Mindstar Rising
- First edition
- Author: Peter F. Hamilton
- Cover artist: Jim Burns
- Language: English
- Genre: Science fiction
- Publisher: Pan Books
- Publication date: 1993
- Publication place: United Kingdom
- Media type: Print (paperback)
- Pages: 438
- ISBN: 0-330-32376-8
- Followed by: A Quantum Murder

= Mindstar Rising =

1993 novel by Peter F. Hamilton

Mindstar Rising is a science fiction novel by British writer Peter F. Hamilton, published in 1993. It is the first book in the Greg Mandel trilogy. The novel introduces the major characters in the series, most notably Greg and Julia Evans. The novel combines elements of classic detective novels with science fiction.

==Plot summary==

The focus of the novel is the growth of the company Event Horizon, founded by Julia's grandfather Philip Evans. Beset by industrial saboteurs, the company seeks help in the form of ex–Mindstar Brigade soldier turned private detective Greg Mandel.

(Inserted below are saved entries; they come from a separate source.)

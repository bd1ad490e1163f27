//! Typed error hierarchy shared across the store, repository, scheduler, and
//! control plane. Every fallible call in this crate returns `AppError` (or a
//! type that converts into it), so the HTTP layer has a single mapping to
//! status codes instead of matching on driver-specific errors at the edge.

use axum::http::StatusCode;
use axum::response::{IntoResponse, Response};
use axum::Json;
use chrono::Utc;
use serde::Serialize;
use thiserror::Error;

/// A single field-level validation failure.
#[derive(Debug, Clone, Serialize)]
pub struct FieldError {
    pub field: String,
    pub message: String,
    pub value: Option<serde_json::Value>,
}

impl FieldError {
    pub fn new(field: impl Into<String>, message: impl Into<String>) -> Self {
        Self {
            field: field.into(),
            message: message.into(),
            value: None,
        }
    }

    pub fn with_value(mut self, value: serde_json::Value) -> Self {
        self.value = Some(value);
        self
    }
}

#[derive(Error, Debug)]
pub enum AppError {
    #[error("validation failed")]
    ValidationFailure(Vec<FieldError>),

    #[error("{0} not found")]
    NotFound(String),

    /// An execution is already in flight for this job. Never surfaced over
    /// HTTP directly; the scheduler swallows it and logs the skipped firing.
    #[error("an execution is already running for job {0}")]
    SingleFlight(uuid::Uuid),

    #[error("operation timed out after {0}ms")]
    Timeout(i64),

    #[error("store error: {0}")]
    TransientStore(#[from] sqlx::Error),

    #[error("configuration error: {0}")]
    FatalConfig(String),

    #[error(transparent)]
    Unknown(#[from] anyhow::Error),
}

impl AppError {
    pub fn validation(errors: Vec<FieldError>) -> Self {
        AppError::ValidationFailure(errors)
    }

    pub fn single_field(field: impl Into<String>, message: impl Into<String>) -> Self {
        AppError::ValidationFailure(vec![FieldError::new(field, message)])
    }

    fn status(&self) -> StatusCode {
        match self {
            AppError::ValidationFailure(_) => StatusCode::BAD_REQUEST,
            AppError::NotFound(_) => StatusCode::NOT_FOUND,
            AppError::SingleFlight(_) => StatusCode::CONFLICT,
            AppError::Timeout(_) => StatusCode::GATEWAY_TIMEOUT,
            AppError::TransientStore(_) => StatusCode::SERVICE_UNAVAILABLE,
            AppError::FatalConfig(_) => StatusCode::INTERNAL_SERVER_ERROR,
            AppError::Unknown(_) => StatusCode::INTERNAL_SERVER_ERROR,
        }
    }

    fn kind(&self) -> &'static str {
        match self {
            AppError::ValidationFailure(_) => "Validation Error",
            AppError::NotFound(_) => "Not Found",
            AppError::SingleFlight(_) => "Conflict",
            AppError::Timeout(_) => "Timeout",
            AppError::TransientStore(_) => "Store Error",
            AppError::FatalConfig(_) => "Configuration Error",
            AppError::Unknown(_) => "Internal Error",
        }
    }
}

#[derive(Serialize)]
struct ErrorBody {
    success: bool,
    error: &'static str,
    message: String,
    #[serde(skip_serializing_if = "Option::is_none")]
    details: Option<Vec<FieldError>>,
    timestamp: chrono::DateTime<Utc>,
}

impl IntoResponse for AppError {
    fn into_response(self) -> Response {
        if !matches!(self, AppError::ValidationFailure(_) | AppError::SingleFlight(_)) {
            tracing::error!(error = %self, "request failed");
        }

        let status = self.status();
        let kind = self.kind();
        let details = match &self {
            AppError::ValidationFailure(fields) => Some(fields.clone()),
            _ => None,
        };
        let message = self.to_string();

        let body = ErrorBody {
            success: false,
            error: kind,
            message,
            details,
            timestamp: Utc::now(),
        };

        (status, Json(body)).into_response()
    }
}

pub type AppResult<T> = Result<T, AppError>;
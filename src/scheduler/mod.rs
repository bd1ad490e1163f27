//! The scheduling engine: owns one timer per active job, executes jobs
//! single-flight, writes execution history, and periodically resyncs its
//! in-memory view of "which jobs are active" against the store.
//!
//! Per the owned-timing-primitive design, there is no third-party cron
//! timer crate backing this: each active job gets a `tokio` task that
//! computes [`cron::next_after`], sleeps until that instant, fires, and
//! loops. `next_after` is therefore the single source of truth for cadence.

mod executor;

pub use executor::{Executor, StubExecutor};

use std::collections::HashMap;
use std::sync::atomic::{AtomicBool, Ordering};
use std::sync::Arc;
use std::time::Duration as StdDuration;

use chrono::Utc;
use tokio::sync::Mutex as AsyncMutex;
use tokio::time::Instant as TokioInstant;
use tokio_util::sync::CancellationToken;
use uuid::Uuid;

use crate::cache::Cache;
use crate::cron;
use crate::domain::{ExecutionStatus, Job};
use crate::repository::{ExecutionRepository, JobRepository};

const SYNC_INTERVAL: StdDuration = StdDuration::from_secs(30);
const STOP_DRAIN_TIMEOUT: StdDuration = StdDuration::from_secs(30);
const MAX_ACTIVE_JOBS_ON_START: usize = 1000;

#[derive(Debug, Clone, Copy)]
struct RunningExecution {
    exec_id: Uuid,
    started_at: chrono::DateTime<Utc>,
}

#[derive(Debug, Clone, Default)]
pub struct SchedulerStats {
    pub total: u64,
    pub successful: u64,
    pub failed: u64,
    pub avg_exec_ms: f64,
}

#[derive(Debug, Clone, serde::Serialize)]
pub struct SchedulerStatsView {
    pub total: u64,
    pub successful: u64,
    pub failed: u64,
    #[serde(rename = "avgExecMs")]
    pub avg_exec_ms: f64,
    #[serde(rename = "isRunning")]
    pub is_running: bool,
    #[serde(rename = "activeJobs")]
    pub active_jobs: usize,
    #[serde(rename = "runningExecutions")]
    pub running_executions: usize,
    #[serde(rename = "successRate")]
    pub success_rate: String,
}

struct JobHandle {
    cancel: CancellationToken,
}

/// The scheduler's internal mutable state. Mutated only from within
/// `Scheduler` methods; `active`/`running`/`stats` are never touched
/// directly by the control plane.
struct State {
    active: HashMap<Uuid, JobHandle>,
    running: HashMap<Uuid, RunningExecution>,
    stats: SchedulerStats,
    sync_cancel: Option<CancellationToken>,
}

pub struct Scheduler {
    repository: Arc<JobRepository>,
    executions: Arc<ExecutionRepository>,
    cache: Arc<Cache>,
    executor: Arc<dyn Executor>,
    state: Arc<AsyncMutex<State>>,
    is_running: Arc<AtomicBool>,
}

impl Scheduler {
    pub fn new(
        repository: Arc<JobRepository>,
        executions: Arc<ExecutionRepository>,
        cache: Arc<Cache>,
        executor: Arc<dyn Executor>,
    ) -> Self {
        Self {
            repository,
            executions,
            cache,
            executor,
            state: Arc::new(AsyncMutex::new(State {
                active: HashMap::new(),
                running: HashMap::new(),
                stats: SchedulerStats::default(),
                sync_cancel: None,
            })),
            is_running: Arc::new(AtomicBool::new(false)),
        }
    }

    /// Idempotent. Loads all due active jobs, schedules each, and arms the
    /// periodic resync.
    pub async fn start(self: &Arc<Self>) -> anyhow::Result<()> {
        if self.is_running.swap(true, Ordering::SeqCst) {
            return Ok(());
        }

        let jobs = self.repository.get_active_jobs().await?;
        let jobs: Vec<_> = jobs.into_iter().take(MAX_ACTIVE_JOBS_ON_START).collect();
        tracing::info!(count = jobs.len(), "scheduler starting, loading active jobs");
        for job in jobs {
            self.schedule_job(job).await;
        }

        let sync_cancel = CancellationToken::new();
        {
            let mut state = self.state.lock().await;
            state.sync_cancel = Some(sync_cancel.clone());
        }

        let this = Arc::clone(self);
        tokio::spawn(async move {
            this.sync_loop(sync_cancel).await;
        });

        Ok(())
    }

    /// Cancels the sync loop and every job timer, then waits up to 30s for
    /// in-flight executions to drain.
    pub async fn stop(&self) {
        if !self.is_running.swap(false, Ordering::SeqCst) {
            return;
        }

        let mut state = self.state.lock().await;
        if let Some(cancel) = state.sync_cancel.take() {
            cancel.cancel();
        }
        for (_, handle) in state.active.drain() {
            handle.cancel.cancel();
        }
        drop(state);

        let deadline = TokioInstant::now() + STOP_DRAIN_TIMEOUT;
        loop {
            let still_running = { self.state.lock().await.running.len() };
            if still_running == 0 || TokioInstant::now() >= deadline {
                if still_running > 0 {
                    tracing::warn!(still_running, "scheduler stopped with executions still in flight");
                }
                break;
            }
            tokio::time::sleep(StdDuration::from_millis(200)).await;
        }
    }

    pub fn is_running(&self) -> bool {
        self.is_running.load(Ordering::SeqCst)
    }

    /// Installs (or re-installs) the owned timer loop for `job`. Does
    /// nothing if the cron expression is malformed.
    pub async fn schedule_job(self: &Arc<Self>, job: Job) {
        if !job.has_valid_schedule() {
            tracing::warn!(job_id = %job.id, cron = %job.cron_expression, "refusing to schedule job with invalid cron expression");
            return;
        }

        self.unschedule_job(job.id).await;

        let cancel = CancellationToken::new();
        {
            let mut state = self.state.lock().await;
            state.active.insert(job.id, JobHandle { cancel: cancel.clone() });
        }

        let this = Arc::clone(self);
        let job_id = job.id;
        tokio::spawn(async move {
            this.job_loop(job_id, cancel).await;
        });
        tracing::info!(job_id = %job_id, "job scheduled");
    }

    /// Destroys the timer for `id`, if any. Never touches in-flight runs.
    pub async fn unschedule_job(&self, id: Uuid) {
        let mut state = self.state.lock().await;
        if let Some(handle) = state.active.remove(&id) {
            handle.cancel.cancel();
            tracing::info!(job_id = %id, "job unscheduled");
        }
    }

    async fn job_loop(self: Arc<Self>, job_id: Uuid, cancel: CancellationToken) {
        loop {
            let job = match self.repository.find_by_id(job_id).await {
                Ok(Some(job)) if job.is_active => job,
                Ok(_) => {
                    self.unschedule_job(job_id).await;
                    return;
                }
                Err(err) => {
                    tracing::error!(job_id = %job_id, error = %err, "failed to reload job for scheduling, retrying in 1m");
                    tokio::select! {
                        _ = cancel.cancelled() => return,
                        _ = tokio::time::sleep(StdDuration::from_secs(60)) => continue,
                    }
                }
            };

            let next = cron::next_after(&job.cron_expression, Utc::now());
            let delay = (next - Utc::now()).to_std().unwrap_or(StdDuration::from_secs(0));
            let wake_at = TokioInstant::now() + delay;

            tokio::select! {
                _ = cancel.cancelled() => return,
                _ = tokio::time::sleep_until(wake_at) => {
                    let this = Arc::clone(&self);
                    tokio::spawn(async move { this.execute_job(job_id).await; });
                }
            }
        }
    }

    /// Single-flight, at-most-one-concurrent-per-job execution. Called both
    /// by the owned timer loop and by manual triggers.
    ///
    /// The `running` slot is claimed under the same critical section as the
    /// check, with a placeholder entry, so two concurrent callers can never
    /// both observe an empty slot and both proceed — the loser is turned
    /// away before either touches the store. The placeholder is filled in
    /// with the real execution id once `executions.start` returns, and
    /// released on every early-return path.
    pub async fn execute_job(self: Arc<Self>, job_id: Uuid) {
        {
            let mut state = self.state.lock().await;
            if state.running.contains_key(&job_id) {
                tracing::info!(job_id = %job_id, "skipping firing: execution already in flight");
                return;
            }
            state
                .running
                .insert(job_id, RunningExecution { exec_id: Uuid::nil(), started_at: Utc::now() });
        }

        let job = match self.repository.find_by_id(job_id).await {
            Ok(Some(job)) => job,
            Ok(None) => {
                self.state.lock().await.running.remove(&job_id);
                return;
            }
            Err(err) => {
                tracing::error!(job_id = %job_id, error = %err, "failed to load job for execution");
                self.state.lock().await.running.remove(&job_id);
                return;
            }
        };

        let execution = match self.executions.start(job_id).await {
            Ok(execution) => execution,
            Err(err) => {
                tracing::error!(job_id = %job_id, error = %err, "failed to create execution record, skipping firing");
                self.state.lock().await.running.remove(&job_id);
                return;
            }
        };

        {
            let mut state = self.state.lock().await;
            if let Some(reservation) = state.running.get_mut(&job_id) {
                reservation.exec_id = execution.id;
                reservation.started_at = execution.started_at;
            }
        }

        let timeout = StdDuration::from_millis(job.timeout_ms.max(0) as u64);
        let result = tokio::time::timeout(timeout, self.executor.execute(&job)).await;

        let (status, error_message, output, success) = match result {
            Ok(Ok(output)) => (ExecutionStatus::Completed, None, Some(output), true),
            Ok(Err(err)) => (ExecutionStatus::Failed, Some(err.to_string()), None, false),
            Err(_) => (
                ExecutionStatus::Timeout,
                Some(format!("execution exceeded timeout of {}ms", job.timeout_ms)),
                None,
                false,
            ),
        };

        if let Err(err) = self
            .executions
            .complete(execution.id, execution.started_at, status, error_message, output)
            .await
        {
            tracing::error!(job_id = %job_id, error = %err, "failed to persist execution completion");
        }

        if let Err(err) = self.repository.update_job_stats(job_id, success).await {
            tracing::error!(job_id = %job_id, error = %err, "failed to update job stats");
        }

        if success {
            let next = cron::next_after(&job.cron_expression, Utc::now());
            if let Err(err) = self.repository.set_next_run_at(job_id, next).await {
                tracing::error!(job_id = %job_id, error = %err, "failed to persist recomputed next_run_at");
            }
        } else {
            self.retry_hook(&job, error_message_for_log(status));
        }

        self.cache.delete(&format!("job:{job_id}"));
        self.cache.delete_prefixed("jobs:");

        let duration_ms = (Utc::now() - execution.started_at).num_milliseconds() as f64;
        {
            let mut state = self.state.lock().await;
            state.running.remove(&job_id);
            let stats = &mut state.stats;
            stats.total += 1;
            if success {
                stats.successful += 1;
            } else {
                stats.failed += 1;
            }
            let n = stats.total as f64;
            stats.avg_exec_ms += (duration_ms - stats.avg_exec_ms) / n;
        }
    }

    /// Retry policy hook: receives the failed job and is responsible for
    /// deciding whether a delayed retry is warranted. `retry_count` on the
    /// next execution row for the same logical invocation must never
    /// exceed `max_retries` — left as a logging hook today rather than an
    /// actual delayed re-fire (see DESIGN.md).
    fn retry_hook(&self, job: &Job, reason: &str) {
        tracing::warn!(
            job_id = %job.id,
            max_retries = job.max_retries,
            retry_delay_ms = job.retry_delay_ms,
            reason,
            "job execution failed; retry policy hook invoked"
        );
    }

    async fn sync_loop(self: Arc<Self>, cancel: CancellationToken) {
        loop {
            tokio::select! {
                _ = cancel.cancelled() => return,
                _ = tokio::time::sleep(SYNC_INTERVAL) => {}
            }
            if let Err(err) = self.clone().sync().await {
                tracing::error!(error = %err, "scheduler resync failed");
            }
        }
    }

    /// Diffs the store's `is_active` jobs against the in-memory `active`
    /// map and reconciles. Deliberately does not use `get_active_jobs`
    /// (which filters on `next_run_at <= now()`) because that can
    /// transiently omit a job between fires.
    async fn sync(self: Arc<Self>) -> anyhow::Result<()> {
        let jobs = self.repository.get_all_active().await?;
        let job_ids: std::collections::HashSet<Uuid> = jobs.iter().map(|j| j.id).collect();

        let currently_scheduled: Vec<Uuid> = {
            let state = self.state.lock().await;
            state.active.keys().copied().collect()
        };

        for id in &currently_scheduled {
            if !job_ids.contains(id) {
                self.unschedule_job(*id).await;
            }
        }

        for job in jobs {
            let already_scheduled = currently_scheduled.contains(&job.id);
            if !already_scheduled {
                self.schedule_job(job).await;
            }
        }

        Ok(())
    }

    pub async fn stats(&self) -> SchedulerStatsView {
        let state = self.state.lock().await;
        let total = state.stats.total;
        let success_rate = if total == 0 {
            "0.00".to_string()
        } else {
            format!("{:.2}", (state.stats.successful as f64 / total as f64) * 100.0)
        };
        SchedulerStatsView {
            total: state.stats.total,
            successful: state.stats.successful,
            failed: state.stats.failed,
            avg_exec_ms: state.stats.avg_exec_ms,
            is_running: self.is_running(),
            active_jobs: state.active.len(),
            running_executions: state.running.len(),
            success_rate,
        }
    }

    pub async fn is_scheduled(&self, id: Uuid) -> bool {
        self.state.lock().await.active.contains_key(&id)
    }
}

fn error_message_for_log(status: ExecutionStatus) -> &'static str {
    match status {
        ExecutionStatus::Timeout => "timeout",
        ExecutionStatus::Failed => "failed",
        _ => "unknown",
    }
}
use chrono::{DateTime, Utc};
use sqlx::PgPool;
use uuid::Uuid;

use crate::domain::{ExecutionStatus, JobExecution};
use crate::errors::AppError;
use crate::pagination::ValidatedPagination;
use crate::store;

pub struct ExecutionRepository {
    pool: PgPool,
}

impl ExecutionRepository {
    pub fn new(pool: PgPool) -> Self {
        Self { pool }
    }

    /// Inserts a provisional `running` execution row and returns it.
    pub async fn start(&self, job_id: Uuid) -> Result<JobExecution, AppError> {
        let execution = JobExecution::builder().job_id(job_id).build();

        // Guarantees the month's partition exists before the insert below;
        // the table's DEFAULT partition catches the row if this races or
        // fails, so a transient error here never blocks the write.
        if let Err(err) = store::ensure_execution_partition(&self.pool, execution.started_at).await {
            tracing::warn!(job_id = %job_id, error = %err, "failed to ensure execution partition, relying on default partition");
        }

        let query = sqlx::query_as::<_, JobExecution>(
            r#"
            INSERT INTO job_executions (id, job_id, status, started_at, retry_count)
            VALUES ($1, $2, $3, $4, $5)
            RETURNING *
            "#,
        )
        .bind(execution.id)
        .bind(execution.job_id)
        .bind(execution.status)
        .bind(execution.started_at)
        .bind(execution.retry_count)
        .fetch_one(&self.pool);
        let row = store::timed("executions.start", query).await?;
        Ok(row)
    }

    /// Marks an execution terminal. `status` must not be `Running`.
    pub async fn complete(
        &self,
        id: Uuid,
        started_at: DateTime<Utc>,
        status: ExecutionStatus,
        error_message: Option<String>,
        output: Option<serde_json::Value>,
    ) -> Result<(), AppError> {
        let completed_at = Utc::now();
        let duration_ms = (completed_at - started_at).num_milliseconds();

        let query = sqlx::query(
            r#"
            UPDATE job_executions SET
                status = $3, completed_at = $4, duration_ms = $5,
                error_message = $6, output = $7
            WHERE id = $1 AND started_at = $2
            "#,
        )
        .bind(id)
        .bind(started_at)
        .bind(status)
        .bind(completed_at)
        .bind(duration_ms)
        .bind(error_message)
        .bind(output)
        .execute(&self.pool);
        store::timed("executions.complete", query).await?;
        Ok(())
    }

    pub async fn find_for_job(
        &self,
        job_id: Uuid,
        pagination: ValidatedPagination,
    ) -> Result<(Vec<JobExecution>, i64), AppError> {
        let count_query = sqlx::query_scalar("SELECT COUNT(*) FROM job_executions WHERE job_id = $1")
            .bind(job_id)
            .fetch_one(&self.pool);
        let total: i64 = store::timed("executions.find_for_job.count", count_query).await?;

        let list_query = sqlx::query_as::<_, JobExecution>(
            r#"
            SELECT * FROM job_executions
            WHERE job_id = $1
            ORDER BY started_at DESC
            LIMIT $2 OFFSET $3
            "#,
        )
        .bind(job_id)
        .bind(pagination.limit)
        .bind(pagination.offset())
        .fetch_all(&self.pool);
        let rows = store::timed("executions.find_for_job.rows", list_query).await?;

        Ok((rows, total))
    }

    pub async fn recent_count_for_job(&self, job_id: Uuid, limit: i64) -> Result<Vec<JobExecution>, AppError> {
        let query = sqlx::query_as::<_, JobExecution>(
            r#"
            SELECT * FROM job_executions
            WHERE job_id = $1
            ORDER BY started_at DESC
            LIMIT $2
            "#,
        )
        .bind(job_id)
        .bind(limit)
        .fetch_all(&self.pool);
        let rows = store::timed("executions.recent_count_for_job", query).await?;
        Ok(rows)
    }

    pub async fn count_recent_24h(&self) -> Result<i64, AppError> {
        let query = sqlx::query_scalar(
            "SELECT COUNT(*) FROM job_executions WHERE started_at >= NOW() - INTERVAL '24 hours'",
        )
        .fetch_one(&self.pool);
        let count: i64 = store::timed("executions.count_recent_24h", query).await?;
        Ok(count)
    }

    pub async fn count_total(&self) -> Result<i64, AppError> {
        let query = sqlx::query_scalar("SELECT COUNT(*) FROM job_executions").fetch_one(&self.pool);
        let count: i64 = store::timed("executions.count_total", query).await?;
        Ok(count)
    }
}
//! Shared test infrastructure: a single Postgres testcontainer reused across
//! every integration test in this crate, migrated once on first use.

use std::sync::Arc;

use anyhow::{Context, Result};
use sqlx::PgPool;
use testcontainers::runners::AsyncRunner;
use testcontainers::ContainerAsync;
use testcontainers_modules::postgres::Postgres;
use tokio::sync::OnceCell;

use async_trait::async_trait;
use cronforge_core::cache::Cache;
use cronforge_core::domain::Job;
use cronforge_core::repository::{ExecutionRepository, JobRepository};
use cronforge_core::scheduler::{Executor, Scheduler};

struct SharedTestInfra {
    db_url: String,
    _postgres: ContainerAsync<Postgres>,
}

static SHARED_INFRA: OnceCell<SharedTestInfra> = OnceCell::const_new();

impl SharedTestInfra {
    async fn init() -> Result<Self> {
        let _ = tracing_subscriber::fmt()
            .with_env_filter(tracing_subscriber::EnvFilter::from_default_env())
            .with_test_writer()
            .try_init();

        let postgres = Postgres::default()
            .start()
            .await
            .context("failed to start postgres container")?;

        let host = postgres.get_host().await?;
        let port = postgres.get_host_port_ipv4(5432).await?;
        let db_url = format!("postgresql://postgres:postgres@{host}:{port}/postgres");

        let pool = PgPool::connect(&db_url)
            .await
            .context("failed to connect to test database")?;
        sqlx::migrate!("./migrations")
            .run(&pool)
            .await
            .context("failed to run migrations")?;
        pool.close().await;

        Ok(Self { db_url, _postgres: postgres })
    }

    async fn get() -> &'static Self {
        SHARED_INFRA
            .get_or_init(|| async { Self::init().await.expect("shared test infra init") })
            .await
    }
}

/// A fresh pool plus the repositories and scheduler built over it, per test.
/// Every test gets its own pool (cheap) against the one shared container.
pub struct TestHarness {
    pub pool: PgPool,
    pub jobs: Arc<JobRepository>,
    pub executions: Arc<ExecutionRepository>,
    pub cache: Arc<Cache>,
}

impl TestHarness {
    pub async fn new() -> Self {
        let infra = SharedTestInfra::get().await;
        let pool = PgPool::connect(&infra.db_url)
            .await
            .expect("failed to connect to shared test database");

        // Each test run leaves rows behind; truncate so tests stay isolated
        // from each other without needing a container per test.
        sqlx::query("TRUNCATE TABLE job_executions, jobs")
            .execute(&pool)
            .await
            .expect("failed to truncate tables between tests");

        Self {
            jobs: Arc::new(JobRepository::new(pool.clone())),
            executions: Arc::new(ExecutionRepository::new(pool.clone())),
            cache: Arc::new(Cache::new()),
            pool,
        }
    }

    pub fn scheduler(&self, executor: Arc<dyn Executor>) -> Arc<Scheduler> {
        Arc::new(Scheduler::new(
            Arc::clone(&self.jobs),
            Arc::clone(&self.executions),
            Arc::clone(&self.cache),
            executor,
        ))
    }
}

/// Sleeps longer than the job's timeout so tests can exercise the timeout
/// and single-flight paths without racing real work.
pub struct SlowExecutor {
    pub delay: std::time::Duration,
}

#[async_trait]
impl Executor for SlowExecutor {
    async fn execute(&self, job: &Job) -> anyhow::Result<serde_json::Value> {
        tokio::time::sleep(self.delay).await;
        Ok(serde_json::json!({ "jobId": job.id }))
    }
}

/// Always fails, for exercising the failed-execution and retry-hook paths.
pub struct FailingExecutor;

#[async_trait]
impl Executor for FailingExecutor {
    async fn execute(&self, _job: &Job) -> anyhow::Result<serde_json::Value> {
        anyhow::bail!("simulated executor failure")
    }
}

/// Counts how many times `execute` actually ran its body, for asserting
/// single-flight skips concurrent firings rather than queuing them.
pub struct CountingExecutor {
    pub calls: std::sync::Arc<std::sync::atomic::AtomicUsize>,
    pub delay: std::time::Duration,
}

#[async_trait]
impl Executor for CountingExecutor {
    async fn execute(&self, job: &Job) -> anyhow::Result<serde_json::Value> {
        self.calls.fetch_add(1, std::sync::atomic::Ordering::SeqCst);
        tokio::time::sleep(self.delay).await;
        Ok(serde_json::json!({ "jobId": job.id }))
    }
}
//! Offset-based pagination for list endpoints.
//!
//! Unlike a cursor scheme, the envelope here is the `{page, limit, total,
//! totalPages, hasNext, hasPrev}` shape the control plane's REST contract
//! specifies — simpler to reason about for an admin-facing listing where
//! jumping to an arbitrary page is expected.

use serde::{Deserialize, Serialize};

use crate::errors::{AppError, FieldError};

pub const DEFAULT_LIMIT: i64 = 50;
pub const MAX_LIMIT: i64 = 100;

#[derive(Debug, Clone, Deserialize)]
pub struct PaginationParams {
    pub page: Option<i64>,
    pub limit: Option<i64>,
}

#[derive(Debug, Clone, Copy)]
pub struct ValidatedPagination {
    pub page: i64,
    pub limit: i64,
}

impl ValidatedPagination {
    pub fn offset(&self) -> i64 {
        (self.page - 1) * self.limit
    }
}

impl PaginationParams {
    /// Validates and clamps pagination parameters. `page` defaults to 1 and
    /// must be at least 1; `limit` defaults to 50 and must fall in
    /// `[1, 100]`.
    pub fn validate(&self) -> Result<ValidatedPagination, AppError> {
        let page = self.page.unwrap_or(1);
        let limit = self.limit.unwrap_or(DEFAULT_LIMIT);

        let mut errors = Vec::new();
        if page < 1 {
            errors.push(FieldError::new("page", "page must be at least 1"));
        }
        if !(1..=MAX_LIMIT).contains(&limit) {
            errors.push(FieldError::new(
                "limit",
                format!("limit must be between 1 and {MAX_LIMIT}"),
            ));
        }

        if errors.is_empty() {
            Ok(ValidatedPagination { page, limit })
        } else {
            Err(AppError::validation(errors))
        }
    }
}

#[derive(Debug, Clone, Serialize)]
pub struct PageInfo {
    pub page: i64,
    pub limit: i64,
    pub total: i64,
    #[serde(rename = "totalPages")]
    pub total_pages: i64,
    #[serde(rename = "hasNext")]
    pub has_next: bool,
    #[serde(rename = "hasPrev")]
    pub has_prev: bool,
}

impl PageInfo {
    pub fn build(validated: ValidatedPagination, total: i64) -> Self {
        let total_pages = if total == 0 {
            0
        } else {
            (total + validated.limit - 1) / validated.limit
        };
        Self {
            page: validated.page,
            limit: validated.limit,
            total,
            total_pages,
            has_next: validated.page < total_pages,
            has_prev: validated.page > 1,
        }
    }
}

#[cfg(test)]
mod tests {
    use super::*;

    #[test]
    fn defaults_are_page_1_limit_50() {
        let params = PaginationParams { page: None, limit: None };
        let validated = params.validate().unwrap();
        assert_eq!(validated.page, 1);
        assert_eq!(validated.limit, 50);
    }

    #[test]
    fn limit_100_is_accepted_limit_101_is_rejected() {
        let ok = PaginationParams { page: Some(1), limit: Some(100) };
        assert!(ok.validate().is_ok());
        let bad = PaginationParams { page: Some(1), limit: Some(101) };
        assert!(bad.validate().is_err());
    }

    #[test]
    fn page_below_one_is_rejected() {
        let bad = PaginationParams { page: Some(0), limit: Some(10) };
        assert!(bad.validate().is_err());
    }

    #[test]
    fn offset_is_zero_indexed() {
        let validated = ValidatedPagination { page: 3, limit: 20 };
        assert_eq!(validated.offset(), 40);
    }

    #[test]
    fn page_info_computes_total_pages_and_has_next() {
        let validated = ValidatedPagination { page: 1, limit: 10 };
        let info = PageInfo::build(validated, 25);
        assert_eq!(info.total_pages, 3);
        assert!(info.has_next);
        assert!(!info.has_prev);
    }

    #[test]
    fn page_info_zero_total_yields_zero_pages() {
        let validated = ValidatedPagination { page: 1, limit: 10 };
        let info = PageInfo::build(validated, 0);
        assert_eq!(info.total_pages, 0);
        assert!(!info.has_next);
    }
}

The company is leading the way in rebuilding a twenty-first-century England after the People's Socialist Party (PSP), a tyrannical communist government, had first crushed the country and then collapsed, leaving it in shambles. Initially hired to solve a mystery involving missing stocks from a zero-g satellite production facility, he is then re-hired to find the source of attacks on a stored personality of Philip Evans after the industrialist's death.

==The Event Horizon trilogy==
Greg Mandel is the lead character in Mindstar Rising, plus two subsequent novels and a novella by Peter F. Hamilton. All the stories feature Mandel, Julia Evans and the company Event Horizon.

The stories are set in a near-future England, centred on Hamilton's own home county of Rutland. Mandel is a former officer of the "English Army", who fought in the "Mindstar Brigade", a tactical psychic unit. He was given the psychic powers of intuition and detecting emotions, skills he uses for his new profession of psychic detective.

The stories are set in a Britain recovering from the damages suffered during ten years of "Marxist-Maoist" dictatorship under the People's Socialist Party and also the ravages of global warming and collapsing financial markets.

After three highly successful novels featuring Mandel had launched his career, Hamilton only briefly returned to him for the novella The Suspect Genome. The Suspect Genome was published in Interzone in 2000 and was winner of the British Science Fiction Association Award for best short in 2001. Apart from this, Hamilton otherwise moved on to writing quite different books. The author said in 1996, that "Greg was a very good start for me and people have enjoyed it and I think: "leave it at that".

==Release details==
- Hamilton, Peter F. Mindstar Rising. London: Pan Books, 1993. ISBN 0-330-32376-8 (paperback, first edition).